NORMAL CORONARY ARTERY ANATOMY

There are two coronary arteries, the right coronary artery (RCA) and left coronary artery (LCA), which originate from their respective sinuses of Valsalva—the RCA from the right sinus of Valsalva and the LCA from the left sinus of Valsalva (Fig. 3-1). The right sinus of Valsalva is located anteriorly and the left sinus of Valsalva posteriorly and to the left. The third sinus of Valsalva, located posteriorly and to the right, does not give rise to a coronary artery, and is referred to as “noncoronary cusp/sinus.” There may be variations in the number, shape, and location of coronary ostia or origins of the coronary arteries, most of which are of no clinical significance.

The coronary ostia are usually located in the upper third of the respective sinus of Valsalva. Ostia located near the aortic valve commissures, ostia located in the posterior (noncoronary) sinus, and ostia showing a high takeoff are considered abnormal. The high takeoff of the coronary artery may reduce diastolic coronary artery blood flow, and the patient may become symptomatic.8 High takeoff of a coronary artery may result in a long intramural course which could be potentially pathologic (Fig. 3-2).

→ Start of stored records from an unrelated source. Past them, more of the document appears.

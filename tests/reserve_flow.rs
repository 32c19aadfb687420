//! Reservation Flow Tests
//!
//! End-to-end tests of the intake endpoint against the real router and a
//! temporary SQLite datastore. No email transport is configured unless a
//! test says otherwise, so delivery outcomes are deterministic.

use std::sync::Arc;

use axum::body::Body;
use axum::http::{header, Request, StatusCode};
use axum::routing::post;
use axum::Router;
use serde_json::Value;
use tempfile::TempDir;
use tokio::net::TcpListener;
use tower::ServiceExt;

use babylon::http_server::{AppState, HttpServer, HttpServerConfig};
use babylon::notify::{EmailConfig, Notifier};
use babylon::store::ReservationStore;

// =============================================================================
// Helper Functions
// =============================================================================

async fn test_app_with_email(email: EmailConfig) -> (TempDir, Router, ReservationStore) {
    let tmp = TempDir::new().unwrap();
    let store = ReservationStore::new(tmp.path().join("reservations.db"));
    store.init().await.unwrap();

    let state = Arc::new(AppState::new(store.clone(), Notifier::new(email)));
    let router = HttpServer::with_config(HttpServerConfig::default(), state).router();

    (tmp, router, store)
}

async fn test_app() -> (TempDir, Router, ReservationStore) {
    test_app_with_email(EmailConfig::default()).await
}

/// Serve a one-route mock email provider on an ephemeral port, answering
/// every send with the given status, and return its endpoint URL.
async fn mock_provider(status: StatusCode) -> String {
    let listener = TcpListener::bind("127.0.0.1:0").await.unwrap();
    let addr = listener.local_addr().unwrap();
    let app = Router::new().route("/v3/mail/send", post(move || async move { status }));
    tokio::spawn(async move { axum::serve(listener, app).await.unwrap() });
    format!("http://{}/v3/mail/send", addr)
}

/// Bind and immediately drop an ephemeral port so connections to it are
/// refused deterministically.
async fn dead_endpoint() -> String {
    let listener = TcpListener::bind("127.0.0.1:0").await.unwrap();
    let addr = listener.local_addr().unwrap();
    drop(listener);
    format!("http://{}/v3/mail/send", addr)
}

fn primary_only(sendgrid_url: String) -> EmailConfig {
    EmailConfig {
        sendgrid_api_key: "SG.test-key".to_string(),
        sendgrid_url,
        from_email: "host@babylon.example".to_string(),
        ..EmailConfig::default()
    }
}

fn reserve_request(body: &str) -> Request<Body> {
    Request::builder()
        .method("POST")
        .uri("/reserve")
        .header(header::CONTENT_TYPE, "application/x-www-form-urlencoded")
        .body(Body::from(body.to_string()))
        .unwrap()
}

async fn json_body(response: axum::response::Response) -> Value {
    let bytes = axum::body::to_bytes(response.into_body(), usize::MAX)
        .await
        .unwrap();
    serde_json::from_slice(&bytes).unwrap()
}

const VALID_FORM: &str = "name=Ada+Lovelace&phone=%2B12345678901&email=ada%40example.com\
                          &guests=4&date=2026-09-01&time=07%3A30+PM&confirm=yes";

// =============================================================================
// Success Path
// =============================================================================

#[tokio::test]
async fn test_valid_reservation_is_persisted_and_reported() {
    let (_tmp, app, store) = test_app().await;

    let response = app.oneshot(reserve_request(VALID_FORM)).await.unwrap();
    assert_eq!(response.status(), StatusCode::OK);

    let body = json_body(response).await;
    assert_eq!(body["success"], true);
    assert_eq!(body["name"], "Ada Lovelace");
    assert_eq!(body["date"], "2026-09-01");
    assert_eq!(body["time"], "07:30 PM");
    assert_eq!(body["email_status"], "no email service configured");

    let all = store.list().await.unwrap();
    assert_eq!(all.len(), 1);
    assert_eq!(all[0].status, "pending");
    assert_eq!(all[0].guests, 4);
    assert_eq!(all[0].email_status, "no email service configured");
}

#[tokio::test]
async fn test_window_boundaries_accepted() {
    let (_tmp, app, _store) = test_app().await;

    for time in ["11%3A30+AM", "11%3A00+PM"] {
        let body = format!(
            "name=Ada&phone=%2B12345678901&email=ada%40example.com\
             &guests=2&date=2026-09-01&time={}&confirm=yes",
            time
        );
        let response = app.clone().oneshot(reserve_request(&body)).await.unwrap();
        assert_eq!(response.status(), StatusCode::OK);
    }
}

#[tokio::test]
async fn test_identical_submissions_create_distinct_records() {
    let (_tmp, app, store) = test_app().await;

    for _ in 0..2 {
        let response = app.clone().oneshot(reserve_request(VALID_FORM)).await.unwrap();
        assert_eq!(response.status(), StatusCode::OK);
    }

    let all = store.list().await.unwrap();
    assert_eq!(all.len(), 2);
    assert_ne!(all[0].id, all[1].id);
}

#[tokio::test]
async fn test_primary_transport_failure_still_accepts_reservation() {
    // Unreachable SendGrid endpoint and no SMTP credentials: the request
    // still succeeds and the outcome reflects the remaining options.
    let email = primary_only(dead_endpoint().await);
    let (_tmp, app, store) = test_app_with_email(email).await;

    let response = app.oneshot(reserve_request(VALID_FORM)).await.unwrap();
    assert_eq!(response.status(), StatusCode::OK);

    let body = json_body(response).await;
    assert_eq!(body["success"], true);
    assert_eq!(body["email_status"], "no email service configured");
    assert_eq!(store.list().await.unwrap().len(), 1);
}

#[tokio::test]
async fn test_primary_rejection_falls_through_and_is_persisted() {
    // The provider accepts the connection but answers 500: the rejection
    // is not terminal, delivery falls through past the primary transport,
    // and the persisted email status reflects the remaining options.
    let email = primary_only(mock_provider(StatusCode::INTERNAL_SERVER_ERROR).await);
    let (_tmp, app, store) = test_app_with_email(email).await;

    let response = app.oneshot(reserve_request(VALID_FORM)).await.unwrap();
    assert_eq!(response.status(), StatusCode::OK);

    let body = json_body(response).await;
    assert_eq!(body["success"], true);
    assert_eq!(body["email_status"], "no email service configured");

    let all = store.list().await.unwrap();
    assert_eq!(all.len(), 1);
    assert_eq!(all[0].email_status, "no email service configured");
}

#[tokio::test]
async fn test_accepted_primary_response_is_persisted_as_sent() {
    // SendGrid answers 202 Accepted on success; the outcome string lands
    // on the record and in the response.
    let email = primary_only(mock_provider(StatusCode::ACCEPTED).await);
    let (_tmp, app, store) = test_app_with_email(email).await;

    let response = app.oneshot(reserve_request(VALID_FORM)).await.unwrap();
    assert_eq!(response.status(), StatusCode::OK);

    let body = json_body(response).await;
    assert_eq!(body["email_status"], "sent (SendGrid)");

    let all = store.list().await.unwrap();
    assert_eq!(all[0].email_status, "sent (SendGrid)");
}

// =============================================================================
// Validation Failures
// =============================================================================

async fn assert_rejected(form: &str, message: &str) {
    let (_tmp, app, store) = test_app().await;

    let response = app.oneshot(reserve_request(form)).await.unwrap();
    assert_eq!(response.status(), StatusCode::BAD_REQUEST);

    let body = json_body(response).await;
    assert_eq!(body["success"], false);
    assert_eq!(body["message"], message);

    // Nothing persisted on rejection.
    assert!(store.list().await.unwrap().is_empty());
}

#[tokio::test]
async fn test_missing_field_rejected() {
    assert_rejected(
        "name=Ada&email=ada%40example.com&guests=4&date=2026-09-01&time=07%3A30+PM&confirm=yes",
        "Missing fields",
    )
    .await;
}

#[tokio::test]
async fn test_blank_field_rejected() {
    assert_rejected(
        "name=++&phone=%2B12345678901&email=ada%40example.com\
         &guests=4&date=2026-09-01&time=07%3A30+PM&confirm=yes",
        "Missing fields",
    )
    .await;
}

#[tokio::test]
async fn test_invalid_phone_rejected() {
    assert_rejected(
        "name=Ada&phone=123-456&email=ada%40example.com\
         &guests=4&date=2026-09-01&time=07%3A30+PM&confirm=yes",
        "Invalid phone number",
    )
    .await;
}

#[tokio::test]
async fn test_invalid_email_rejected() {
    assert_rejected(
        "name=Ada&phone=%2B12345678901&email=a%40b\
         &guests=4&date=2026-09-01&time=07%3A30+PM&confirm=yes",
        "Invalid email",
    )
    .await;
}

#[tokio::test]
async fn test_non_numeric_guests_rejected() {
    assert_rejected(
        "name=Ada&phone=%2B12345678901&email=ada%40example.com\
         &guests=four&date=2026-09-01&time=07%3A30+PM&confirm=yes",
        "Invalid guest count",
    )
    .await;
}

#[tokio::test]
async fn test_zero_guests_rejected() {
    assert_rejected(
        "name=Ada&phone=%2B12345678901&email=ada%40example.com\
         &guests=0&date=2026-09-01&time=07%3A30+PM&confirm=yes",
        "Invalid guest count",
    )
    .await;
}

#[tokio::test]
async fn test_missing_confirmation_rejected() {
    assert_rejected(
        "name=Ada&phone=%2B12345678901&email=ada%40example.com\
         &guests=4&date=2026-09-01&time=07%3A30+PM",
        "18+ confirmation required",
    )
    .await;
}

#[tokio::test]
async fn test_time_outside_window_rejected() {
    assert_rejected(
        "name=Ada&phone=%2B12345678901&email=ada%40example.com\
         &guests=4&date=2026-09-01&time=11%3A29+AM&confirm=yes",
        "Reservations allowed only between 11:30 AM and 11:00 PM",
    )
    .await;
}

#[tokio::test]
async fn test_malformed_time_rejected_with_window_message() {
    assert_rejected(
        "name=Ada&phone=%2B12345678901&email=ada%40example.com\
         &guests=4&date=2026-09-01&time=soonish&confirm=yes",
        "Reservations allowed only between 11:30 AM and 11:00 PM",
    )
    .await;
}

// =============================================================================
// Other Endpoints
// =============================================================================

#[tokio::test]
async fn test_health_endpoint() {
    let (_tmp, app, _store) = test_app().await;

    let request = Request::builder()
        .uri("/health")
        .body(Body::empty())
        .unwrap();
    let response = app.oneshot(request).await.unwrap();
    assert_eq!(response.status(), StatusCode::OK);

    let body = json_body(response).await;
    assert_eq!(body["status"], "ok");
}
//! # Store Errors
//!
//! Error types for the datastore module.

use thiserror::Error;

/// Result type for datastore operations
pub type StoreResult<T> = Result<T, StoreError>;

/// Datastore errors
#[derive(Debug, Error)]
pub enum StoreError {
    /// Underlying SQLite operation failed
    #[error("datastore error: {0}")]
    Database(#[from] sqlx::Error),
}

In terms of the number of the coronary ostia, two ostia are considered normal, one in the respective sinus for the RCA and LCA; however three or four are considered as normal variants, such as a separate origin of a conal branch from the aorta (prevalence 11.6%)9 or absence of the left main (LM) coronary artery with the left anterior descending artery (LAD) and left circumflex artery (LCX) having separate origins from the aorta. An absent LM is considered a benign anomaly. A separate origin of the sinus node artery from the aorta has a prevalence of 0.2%.9 The single coronary artery and ectopic origin of the coronary arteries from the aorta and pulmonary artery are considered as anomalous and are discussed in Chapter 33.

Right Coronary Artery

On axial images, the RCA arises from the right sinus of Valsalva, inferior to the origin of the LCA (Fig. 3-3). It courses anteriorly and inferiorly under the right atrial appendage along the right atrioventricular (AV) groove, toward the acute margin of the heart, where it turns posteriorly and inferiorly toward the crux of the heart and divides into the posterior descending coronary artery (PDA) and the posterolateral ventricular branch (PLB) (Fig. 3-4; see Fig. 3-3). The RCA supplies the right atrium, right ventricle, posterior third of the interventricular septum, and sinoatrial and AV nodes.

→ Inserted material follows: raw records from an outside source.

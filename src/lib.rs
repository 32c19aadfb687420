//! babylon - restaurant table-reservation service
//!
//! Accepts reservation requests over HTTP, persists them to a local SQLite
//! datastore, and sends a confirmation email (SendGrid first, SMTP fallback).

pub mod cli;
pub mod config;
pub mod http_server;
pub mod notify;
pub mod store;
pub mod validate;
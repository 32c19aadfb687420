//! # Notify Errors
//!
//! Error types for the email delivery module. These never escape the
//! notifier: every failure is folded into the delivery outcome string.

use thiserror::Error;

/// Result type for transport attempts
pub type NotifyResult<T> = Result<T, NotifyError>;

/// Email delivery errors
#[derive(Debug, Error)]
pub enum NotifyError {
    /// SendGrid answered with a non-success status
    #[error("provider returned {status}: {body}")]
    Provider { status: u16, body: String },

    /// SendGrid request could not be completed
    #[error("provider request failed: {0}")]
    Request(#[from] reqwest::Error),

    /// A sender or recipient address did not parse
    #[error("invalid mailbox address: {0}")]
    Address(#[from] lettre::address::AddressError),

    /// The message could not be assembled
    #[error("could not build message: {0}")]
    Message(#[from] lettre::error::Error),

    /// The SMTP exchange failed (connect, STARTTLS, auth, or send)
    #[error("smtp failure: {0}")]
    Smtp(#[from] lettre::transport::smtp::Error),
}
//! # Confirmation Template
//!
//! Fixed HTML template for the reservation confirmation email. All
//! guest-supplied fields are escaped before interpolation.

/// Escape text for safe interpolation into HTML content
pub fn escape_html(s: &str) -> String {
    let mut out = String::with_capacity(s.len());
    for c in s.chars() {
        match c {
            '&' => out.push_str("&amp;"),
            '<' => out.push_str("&lt;"),
            '>' => out.push_str("&gt;"),
            '"' => out.push_str("&quot;"),
            '\'' => out.push_str("&#39;"),
            _ => out.push(c),
        }
    }
    out
}

/// Render the confirmation email body
pub fn build_message(name: &str, date: &str, time: &str, guests: i64) -> String {
    let name = escape_html(name);
    let date = escape_html(date);
    let time = escape_html(time);

    format!(
        r#"
    <div style="font-family:Arial, sans-serif;padding:20px;background:#fff7fb;">
      <div style="max-width:540px;margin:auto;background:white;padding:20px;border-radius:12px;
                  border:1px solid #f3dae6;box-shadow:0 6px 24px rgba(0,0,0,0.07);">
        <h2 style="color:#ff5f95;margin:0 0 6px 0;font-size:24px;font-weight:700;">Babylon Reservation</h2>
        <p style="color:#4b3c40;font-size:15px;margin-top:14px;">
          Hi <b>{name}</b>,<br><br>
          Your reservation request has been received. Our team will confirm shortly.
        </p>

        <div style="margin-top:16px;padding:14px;background:#fff0f7;border-radius:10px;border:1px solid #f7d3e4;">
          <p style="margin:0;font-size:14px;color:#333;">
            <b>Date:</b> {date}<br>
            <b>Time:</b> {time}<br>
            <b>Guests:</b> {guests}
          </p>
        </div>

        <p style="color:#6d5a5f;font-size:14px;margin-top:18px;">
          Thank you for choosing Babylon.<br>
          <b>We look forward to hosting you.</b>
        </p>
      </div>
    </div>
    "#
    )
}
//! # Application Configuration
//!
//! Immutable configuration read once from the environment at startup.
//!
//! Every value has a serde default so an empty environment yields a working
//! local setup (no email transport configured, datastore in the working
//! directory). A `.env` file is honored when present.

use serde::Deserialize;
use thiserror::Error;

use crate::notify::EmailConfig;

/// Result type for configuration loading
pub type ConfigResult<T> = Result<T, ConfigError>;

/// Configuration errors
#[derive(Debug, Error)]
pub enum ConfigError {
    /// An environment variable could not be deserialized
    #[error("invalid environment configuration: {0}")]
    Env(#[from] envy::Error),
}

/// Application configuration (datastore + email transports)
#[derive(Debug, Clone, Deserialize)]
pub struct AppConfig {
    /// Path of the SQLite datastore file (default: "reservations.db")
    #[serde(default = "default_db_file")]
    pub db_file: String,

    /// SendGrid API key; empty means the primary transport is unconfigured
    #[serde(default)]
    pub sendgrid_api_key: String,

    /// Sender address; falls back to `smtp_user` when empty
    #[serde(default)]
    pub email_from: String,

    /// SMTP relay host
    #[serde(default)]
    pub smtp_host: String,

    /// SMTP relay port (default: 587, STARTTLS)
    #[serde(default = "default_smtp_port")]
    pub smtp_port: u16,

    /// SMTP username; empty means the fallback transport is unconfigured
    #[serde(default)]
    pub smtp_user: String,

    /// SMTP password
    #[serde(default)]
    pub smtp_pass: String,
}

fn default_db_file() -> String {
    "reservations.db".to_string()
}

fn default_smtp_port() -> u16 {
    587
}

impl Default for AppConfig {
    fn default() -> Self {
        Self {
            db_file: default_db_file(),
            sendgrid_api_key: String::new(),
            email_from: String::new(),
            smtp_host: String::new(),
            smtp_port: default_smtp_port(),
            smtp_user: String::new(),
            smtp_pass: String::new(),
        }
    }
}

impl AppConfig {
    /// Load configuration from the environment (and `.env` when present)
    pub fn from_env() -> ConfigResult<Self> {
        dotenvy::dotenv().ok();
        Ok(envy::from_env::<AppConfig>()?)
    }

    /// Build the notifier configuration.
    ///
    /// Values are trimmed, and the sender address falls back to the SMTP
    /// username when `EMAIL_FROM` is unset.
    pub fn email_config(&self) -> EmailConfig {
        let email_from = self.email_from.trim();
        let smtp_user = self.smtp_user.trim();
        let from_email = if email_from.is_empty() {
            smtp_user
        } else {
            email_from
        };

        EmailConfig {
            sendgrid_api_key: self.sendgrid_api_key.trim().to_string(),
            from_email: from_email.to_string(),
            smtp_host: self.smtp_host.trim().to_string(),
            smtp_port: self.smtp_port,
            smtp_user: smtp_user.to_string(),
            smtp_pass: self.smtp_pass.trim().to_string(),
            ..EmailConfig::default()
        }
    }
}

#[cfg(test)]
mod tests {
    use super::*;

    #[test]
    fn test_default_config() {
        let config = AppConfig::default();
        assert_eq!(config.db_file, "reservations.db");
        assert_eq!(config.smtp_port, 587);
        assert!(config.sendgrid_api_key.is_empty());
    }

    #[test]
    fn test_sender_falls_back_to_smtp_user() {
        let config = AppConfig {
            smtp_user: "host@babylon.example".to_string(),
            ..AppConfig::default()
        };
        assert_eq!(config.email_config().from_email, "host@babylon.example");
    }

    #[test]
    fn test_explicit_sender_wins() {
        let config = AppConfig {
            email_from: "reservations@babylon.example".to_string(),
            smtp_user: "host@babylon.example".to_string(),
            ..AppConfig::default()
        };
        assert_eq!(
            config.email_config().from_email,
            "reservations@babylon.example"
        );
    }

    #[test]
    fn test_values_are_trimmed() {
        let config = AppConfig {
            sendgrid_api_key: "  SG.key  ".to_string(),
            smtp_host: " smtp.example.com ".to_string(),
            ..AppConfig::default()
        };
        let email = config.email_config();
        assert_eq!(email.sendgrid_api_key, "SG.key");
        assert_eq!(email.smtp_host, "smtp.example.com");
    }
}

In 50% to 64% of the population, the conus branch arises as the first branch of the RCA (Fig. 3-5A).9 The conus may arise from the ostial RCA in 22.3% or separately from the aorta in 11.6% of the population (Fig. 3-5B).9 The conus branch courses anteriorly and to the right and supplies the pulmonary outflow tract. Rarely, this branch can arise from the LCA.

The sinoatrial nodal artery is the second branch that arises from the proximal RCA in 65.4%, immediately distal to the RCA origin (Fig. 3-6A). In 16.6% of cases, the sinoatrial nodal artery arises from the LCX (Fig. 3-6B); in 9.2%, it arises from the RCA and the LCX; in 0.2%, it arises from the LCX and the pulmonary artery; and in 0.2%, it arises directly from the aorta.9 This artery courses toward the superior vena cava near the cranial aspect of the interatrial septum.

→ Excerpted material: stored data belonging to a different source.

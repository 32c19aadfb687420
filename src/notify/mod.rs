//! # Confirmation Email
//!
//! Builds the reservation confirmation message and delivers it through
//! SendGrid (primary, HTTP API) with authenticated STARTTLS SMTP as the
//! fallback transport. One synchronous attempt per transport, fixed
//! priority order, no retry and no queuing.

mod errors;
mod sender;
mod template;

pub use errors::{NotifyError, NotifyResult};
pub use sender::{Delivery, EmailConfig, Notifier};
pub use template::build_message;
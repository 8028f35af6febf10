//! Command generation for the compiler and the run step

pub mod compile_invocation;
pub mod run_command;

// Re-export commonly used types
pub use compile_invocation::CompileInvocation;
pub use run_command::{Executable, RunCommand};
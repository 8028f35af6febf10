//! Compiler dispatcher: picks the compiler for a source file, makes sure it
//! exists and runs it with streamed output.

use tokio_util::sync::CancellationToken;
use tracing::{debug, info};

use crate::{
    command::CompileInvocation,
    config::{CompilerProfile, Settings},
    error::{Error, Result},
    interfaces::{CompilerProcess, Host, InputRequest, Level, Notification},
    types::{Language, SourceFile},
};

#[derive(Debug, Clone, Copy, Default, PartialEq, Eq)]
pub struct CompileOptions {
    /// Ask for the compiler flags instead of using the configured ones
    pub prompt_flags: bool,
}

pub struct Compiler<'a, P> {
    host: Host<'a>,
    process: &'a P,
}

impl<'a, P: CompilerProcess> Compiler<'a, P> {
    pub fn new(host: Host<'a>, process: &'a P) -> Self {
        Self { host, process }
    }

    /// The call that would be made for `file` with the configured flags
    pub fn plan(file: &SourceFile, settings: &Settings) -> Result<CompileInvocation> {
        let profile = settings.profile(file.language()?);
        Ok(CompileInvocation::new(file, &profile.path, &profile.flags))
    }

    pub async fn compile(
        &self,
        file: &SourceFile,
        settings: &Settings,
        options: CompileOptions,
        cancel: &CancellationToken,
    ) -> Result<()> {
        if settings.save_before_compile {
            self.host.editor.save_active()?;
        }

        let language = file.language()?;
        let mut profile = settings.profile(language);
        self.ensure_compiler(language, &mut profile)?;

        let flags = if options.prompt_flags {
            self.host
                .editor
                .prompt(
                    &InputRequest::new("Flags")
                        .with_placeholder("-Wall -Wextra")
                        .with_value(&profile.flags),
                )
                .ok_or(Error::Cancelled)?
        } else {
            profile.flags.clone()
        };

        let invocation = CompileInvocation::new(file, &profile.path, &flags);
        if let Some(dir) = file.executable().parent() {
            if !self.host.fs.exists(dir) {
                self.host.fs.create_dir_all(dir)?;
            }
        }

        info!("Compiling: {}", invocation.to_shell_command());
        let editor = self.host.editor;
        let name = file.name();
        let code = self
            .process
            .run(
                &invocation,
                &mut |chunk: &str| {
                    editor.append_output(&name, chunk);
                    editor.show_output();
                },
                cancel,
            )
            .await?;

        if code == Some(0) {
            editor.notify(Notification::info("Compiled successfully!"));
            Ok(())
        } else {
            debug!("Compiler exit code: {:?}", code);
            Err(Error::CompileFailed { code })
        }
    }

    /// Make sure the compiler can be found, offering one chance to point at
    /// a different binary. A new path is saved globally.
    fn ensure_compiler(&self, language: Language, profile: &mut CompilerProfile) -> Result<()> {
        if let Some(found) = self.host.probe.resolve(&profile.path) {
            debug!("Using {} compiler at {}", language, found.display());
            return Ok(());
        }

        let change = self.host.editor.confirm(
            Level::Error,
            "Compiler not found, try to change path in settings!",
            "Change path",
        );
        if !change {
            return Err(Error::Cancelled);
        }

        let path = self
            .host
            .editor
            .prompt(&InputRequest::new("Path").with_placeholder("/usr/bin/gcc"))
            .filter(|p| !p.trim().is_empty())
            .ok_or(Error::Cancelled)?;
        self.host.config.persist_compiler_path(language, path.trim())?;
        profile.path = path.trim().to_string();

        if self.host.probe.resolve(&profile.path).is_none() {
            return Err(Error::CompilerNotFound {
                compiler: profile.path.clone(),
            });
        }
        Ok(())
    }
}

The next branches of the RCA are the marginal branches that supply the right ventricular myocardium (see Figs. 3-3 and 3-4). The acute marginal artery comes off the acute margin of the heart and courses anteriorly and to the right, anterior to the right ventricle. The acute marginal branches supply the free wall of the right ventricular myocardium. In 10% to 20% of patients, an acute marginal branch runs on the diaphragmatic surface of the heart to supply the distal posterior interventricular septum. After the RCA gives off the acute marginal branches, it continues in the right AV groove toward the diaphragmatic aspect of the heart. At the crux of the heart, the RCA makes a U-turn and branches into the PDA and PLB (see Fig. 3-4).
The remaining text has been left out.